The standard was written by telecommunications and television experts from many countries with their works coordinated by the SBTVD Forum and cover in detail all the aspects of video and audio coding that applies to SBTVD. The complete document can be found and downloaded freely in English, Spanish and Portuguese at ABNT's website.

==Introduction==
The multiplexing and SI aspects of the Brazilian Digital Terrestrial Television Standards are described in the three documents published by ABNT, the Brazilian Association of Technical Standards (Associação Brasileira de Normas Técnicas), the ABNT NBR 15603-1:2007 - Digital terrestrial television - Multiplexing and service information (SI) - Part 1 SI for digital broadcasting systems; ABNT NBR 15603-2:2007 - Digital terrestrial television - Multiplexing and service information (SI) - Part 2: Data structure and definition of SI basic Information; and ABNT NBR 15603-3:2007 - Digital terrestrial television - Multiplexing and service information (SI) - Part 3: Syntax and definition of SI extended information.

The multiplexing and SI standard is very similar to ARIB equivalent keeping the data structure but with modified values for the parental control descriptor, genres and subgenres. The customized descriptor values reflect Brazilian laws, policies and culture.

==Document technical overview==
This document specified set of tables for the Service Information is based on ARIB STD-B10 with the addition of the AVC and AAC descriptors, according to ETSI EN 300 468.

This standard specifies the basic configuration of service information used in digital broadcasting, detailed data structures of this service information, and operational guidelines. Service information consists of signals that complement the transmission control signals and program specific information as defined in MPEG-2 systems. It is provided to convey multiplexed program data to a receiver and to simplify program selection. The multiplexed-signal formats (PES packet, section format, TS packet, composition of the transmission control signal, composition of descriptors, composition of identifiers, and composition of related information are thoroughly listed.

The specification is intended to allow a wide range of applications and to integrate detailed data structures and usage guidelines with the basic configuration. The service information was specified under the preconditions of international compatibility in data structures, flexibility in accommodating various program configurations from different broadcasters, and extendibility with respect to future broadcast services.

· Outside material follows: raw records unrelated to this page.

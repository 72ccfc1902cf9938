// firmware/src/panic.rs
use core::panic::PanicInfo;

use cortex_m::peripheral::SCB;
use defmt::error;

/// Logs the panic and resets the MCU.
///
/// After reset every GPIO returns to its floating input state, so the
/// contactor drivers drop out and the boot sequence runs again from
/// `Uninitialized`.
#[panic_handler]
fn panic(info: &PanicInfo) -> ! {
    error!("interlock halted: {}", defmt::Display2Format(info));
    SCB::sys_reset();
}
impl Session {
    pub fn new(profile: TranscriptProfile) -> io::Result<Self> {
        let transcript = TranscriptLogger::new(profile)?;
        Self::with_transcript(transcript)
    }

    /// Session whose transcript is discarded.
    #[cfg(test)]
    pub fn detached() -> io::Result<Self> {
        Self::with_transcript(TranscriptLogger::discard())
    }

    fn with_transcript(transcript: TranscriptLogger) -> io::Result<Self> {
        let controller = InterlockController::new(InterlockConfig::new())
            .map_err(|err| io::Error::new(io::ErrorKind::InvalidInput, err.to_string()))?;
        let clock = SimClock::default();
        let driver = HostPowerPath::new(clock.clone());
        let delay = HostDelay {
            clock: clock.clone(),
        };

        let mut session = Self {
            controller,
            clock,
            driver,
            delay,
            inputs: InterlockInputs::idle(),
            event_cursor: 0,
            transcript,
        };

        let now = session.clock.now();
        session
            .controller
            .boot(now, &mut session.driver, &mut session.delay);
        session.driver.take_edges();
        let lines = session.drain_events();
        session.record_output(now, &lines)?;
        Ok(session)
    }

    #[cfg(test)]
    pub fn now(&self) -> HostInstant {
        self.clock.now()
    }

    pub fn indicator_on(&self) -> bool {
        self.driver.level(OutputLine::Indicator)
    }

    pub fn handle_command(&mut self, line: &str) -> io::Result<Vec<String>> {
        let trimmed = line.trim();
        if trimmed.is_empty() {
            return Ok(Vec::new());
        }

        let started = self.clock.now();
        self.transcript
            .append_line(started, TranscriptRole::Host, trimmed)?;

        let mut words = trimmed.split_whitespace();
        let command = words.next().unwrap_or_default().to_ascii_lowercase();
        let args: Vec<&str> = words.collect();

        let lines = match (command.as_str(), args.as_slice()) {
            ("help", []) => help_lines(None),
            ("help", [topic]) => help_lines(Some(*topic)),
            ("switch", [level]) => self.set_input("SYS_SW", level, &["on", "off"], |inputs, on| {
                inputs.system_switch = on;
            }),
            ("discharge", [level]) => {
                self.set_input("DSG_INH", level, &["inhibit", "allow"], |inputs, inhibit| {
                    inputs.discharge_inhibit = inhibit;
                })
            }
            ("charge", [level]) => {
                self.set_input("CHG_INH", level, &["inhibit", "allow"], |inputs, inhibit| {
                    inputs.charge_inhibit = inhibit;
                })
            }
            ("select", [source]) => {
                self.set_input("CHG_SEL", source, &["mppt", "external"], |inputs, mppt| {
                    inputs.charger_select = mppt;
                })
            }
            ("step", []) => self.run_cycles(1, DEFAULT_CYCLE),
            ("run", [span]) => self.handle_run(span, None),
            ("run", [span, cycle]) => self.handle_run(span, Some(*cycle)),
            ("status", []) => self.status_lines(),
            ("events", []) => self.event_lines(),
            _ => vec![format!(
                "ERR syntax `{trimmed}` (type `help` for commands)"
            )],
        };

        self.record_output(self.clock.now(), &lines)?;
        Ok(lines)
    }

    fn set_input(
        &mut self,
        name: &str,
        value: &str,
        &[high, low]: &[&str; 2],
        apply: impl FnOnce(&mut InterlockInputs, bool),
    ) -> Vec<String> {
        let level = if value.eq_ignore_ascii_case(high) {
            true
        } else if value.eq_ignore_ascii_case(low) {
            false
        } else {
            return vec![format!("ERR syntax expected `{high}` or `{low}`, got `{value}`")];
        };

        apply(&mut self.inputs, level);
        vec![format!(
            "OK input {name}={} (sampled on next cycle)",
            if level { "high" } else { "low" }
        )]
    }

    fn handle_run(&mut self, span: &str, cycle: Option<&str>) -> Vec<String> {
        let span = match parse_millis(span) {
            Ok(span) if span > Duration::ZERO && span <= MAX_RUN => span,
            Ok(_) => return vec![format!("ERR run span must be 1..={}ms", MAX_RUN.as_millis())],
            Err(err) => return vec![err],
        };
        let cycle = match cycle.map(|raw| raw.strip_prefix("cycle=").ok_or(raw)) {
            None => DEFAULT_CYCLE,
            Some(Ok(raw)) => match parse_millis(raw) {
                Ok(cycle) if cycle > Duration::ZERO => cycle,
                Ok(_) => return vec!["ERR cycle must be at least 1ms".to_string()],
                Err(err) => return vec![err],
            },
            Some(Err(raw)) => return vec![format!("ERR syntax unexpected `{raw}`")],
        };

        let cycles = (span.as_micros() / cycle.as_micros()).max(1);
        let cycles = usize::try_from(cycles).unwrap_or(usize::MAX);
        self.run_cycles(cycles, cycle)
    }

    fn run_cycles(&mut self, cycles: usize, cycle: Duration) -> Vec<String> {
        let started = self.clock.now();
        let mut handovers = Vec::new();

        for _ in 0..cycles {
            let cycle_start = self.clock.now();
            let report = self.controller.step(
                &self.inputs,
                cycle_start,
                &mut self.driver,
                &mut self.delay,
            );
            if let Some(line) = describe_handover(&report) {
                handovers.push(line);
            }
            // A handover already consumed part of the cycle.
            let next = cycle_start + cycle;
            if self.clock.now() < next {
                self.clock.advance(Duration::from_micros(next.0 - self.clock.now().0));
            }
        }

        let mut lines = vec![format!(
            "OK ran {cycles} cycle(s) +{:.3}ms -> +{:.3}ms",
            started.as_millis_f64(),
            self.clock.now().as_millis_f64(),
        )];
        lines.extend(self.drain_events());
        lines.extend(handovers);
        for edge in self.driver.take_edges() {
            if edge.line == OutputLine::Indicator {
                lines.push(format!(
                    "led {} +{:.3}ms",
                    if edge.asserted { "on" } else { "off" },
                    edge.at.as_millis_f64()
                ));
            }
        }
        lines
    }

    fn drain_events(&mut self) -> Vec<String> {
        let events = self.controller.events();
        let lines = events
            .since(self.event_cursor)
            .map(|event| {
                format!(
                    "event #{} +{:.3}ms {}",
                    event.id,
                    event.timestamp.as_millis_f64(),
                    event.kind
                )
            })
            .collect();
        self.event_cursor = events.next_id();
        lines
    }

    fn status_lines(&self) -> Vec<String> {
        let snapshot = self.controller.snapshot();
        let formatter = StatusFormatter::new(&snapshot);

        let mut inputs = String::from("inputs");
        let levels = [
            self.inputs.system_switch,
            self.inputs.discharge_inhibit,
            self.inputs.charge_inhibit,
            self.inputs.charger_select,
        ];
        for (info, level) in ALL_INPUTS.iter().zip(levels) {
            inputs.push_str(&format!(" {}={}", info.name, if level { "high" } else { "low" }));
        }

        let mut state = String::new();
        let mut outputs = String::new();
        let mut indicator = String::new();
        // Writing into a String cannot fail.
        let _ = formatter.write_state_line(&mut state);
        let _ = formatter.write_outputs_line(&mut outputs);
        let _ = formatter.write_indicator_line(&mut indicator);

        vec![
            format!("time +{:.3}ms", self.clock.now().as_millis_f64()),
            inputs,
            state,
            outputs,
            indicator,
        ]
    }

    fn event_lines(&self) -> Vec<String> {
        let events = self.controller.events();
        if events.is_empty() {
            return vec!["no events recorded".to_string()];
        }
        events
            .oldest_first()
            .map(|event| {
                format!(
                    "#{:<4} +{:>10.3}ms {}",
                    event.id,
                    event.timestamp.as_millis_f64(),
                    event.kind
                )
            })
            .collect()
    }

    fn record_output(&mut self, at: HostInstant, lines: &[String]) -> io::Result<()> {
        for line in lines {
            self.transcript
                .append_line(at, TranscriptRole::Emulator, line)?;
        }
        Ok(())
    }
}

fn describe_handover(report: &CycleReport) -> Option<String> {
    match report.charge_path {
        ChargePathAction::Handover { from, to } => Some(format!(
            "handover {from} -> {to} (break-before-make complete)"
        )),
        ChargePathAction::Open | ChargePathAction::Hold(_) => None,
    }
}

fn parse_millis(raw: &str) -> Result<Duration, String> {
    let digits = raw.strip_suffix("ms").unwrap_or(raw);
    digits
        .parse::<u64>()
        .map(Duration::from_millis)
        .map_err(|_| format!("ERR syntax expected milliseconds, got `{raw}`"))
}

fn help_lines(topic: Option<&str>) -> Vec<String> {
    let mut lines = Vec::new();
    match topic {
        Some(target) => {
            if let Some((_, detail)) = HELP_TOPICS
                .iter()
                .find(|(name, _)| name.eq_ignore_ascii_case(target))
            {
                lines.push((*detail).to_string());
            } else {
                lines.push(format!("No help available for `{target}`."));
                lines.push(format!("Available topics: {}", help_topic_list()));
            }
        }
        None => {
            lines.push("Available commands:".to_string());
            for (_, detail) in HELP_TOPICS {
                lines.push(format!("  {detail}"));
            }
            lines.push("Type `help <topic>` for a specific command.".to_string());
        }
    }
    lines
}

fn help_topic_list() -> String {
    HELP_TOPICS
        .iter()
        .map(|(name, _)| *name)
        .collect::<Vec<_>>()
        .join(", ")
}

struct TranscriptLogger {
    writer: BufWriter<Box<dyn Write>>,
}

impl TranscriptLogger {
    fn new(profile: TranscriptProfile) -> io::Result<Self> {
        let path = Path::new(profile.log_path());
        if let Some(parent) = path.parent() {
            fs::create_dir_all(parent)?;
        }

        let file = OpenOptions::new()
            .create(true)
            .write(true)
            .truncate(true)
            .open(path)?;

        let mut logger = Self {
            writer: BufWriter::new(Box::new(file)),
        };

        logger.write_header(profile)?;
        Ok(logger)
    }

    #[cfg(test)]
    fn discard() -> Self {
        Self {
            writer: BufWriter::new(Box::new(io::sink())),
        }
    }

    fn write_header(&mut self, profile: TranscriptProfile) -> io::Result<()> {
        writeln!(self.writer, "# {}", profile.header())?;
        writeln!(
            self.writer,
            "# Timestamps are simulated milliseconds since power-up"
        )?;
        writeln!(self.writer)?;
        self.writer.flush()
    }

    fn append_line(
        &mut self,
        at: HostInstant,
        role: TranscriptRole,
        line: &str,
    ) -> io::Result<()> {
        writeln!(
            self.writer,
            "[+{:>10.3} ms] {} {}",
            at.as_millis_f64(),
            role.prefix(),
            line
        )?;
        self.writer.flush()
    }
}

enum TranscriptRole {
    Host,
    Emulator,
}

impl TranscriptRole {
    fn prefix(&self) -> &'static str {
        match self {
            TranscriptRole::Host => "HOST>",
            TranscriptRole::Emulator => "EMU <",
        }
    }
}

The multiplexing and SI standard is very similar to ARIB equivalent keeping the data structure but with modified values for the parental control descriptor, genres and subgenres. The customized descriptor values reflect Brazilian laws, policies and culture.

These documents are also officially available at ABNT website.

==Summary==
The multiplexing and SI requirements established for the Brazilian digital television standards make use of the same fundamental systems that also exist in the Japanese digital television standards as can be seen on ARIB STD-B10.

The three volumes of the multiplexing and SI standards are described in detail in documents: ABNT NBR 15603-1:2007 - Digital terrestrial television - Multiplexing and service information (SI) - Part 1 SI for digital broadcasting systems; ABNT NBR 15603-2:2007 - Digital terrestrial television - Multiplexing and service information (SI) - Part 2: Data structure and definition of SI basic Information; and ABNT NBR 15603-3:2007 - Digital terrestrial television - Multiplexing and service information (SI) - Part 3: Syntax and definition of SI extended information.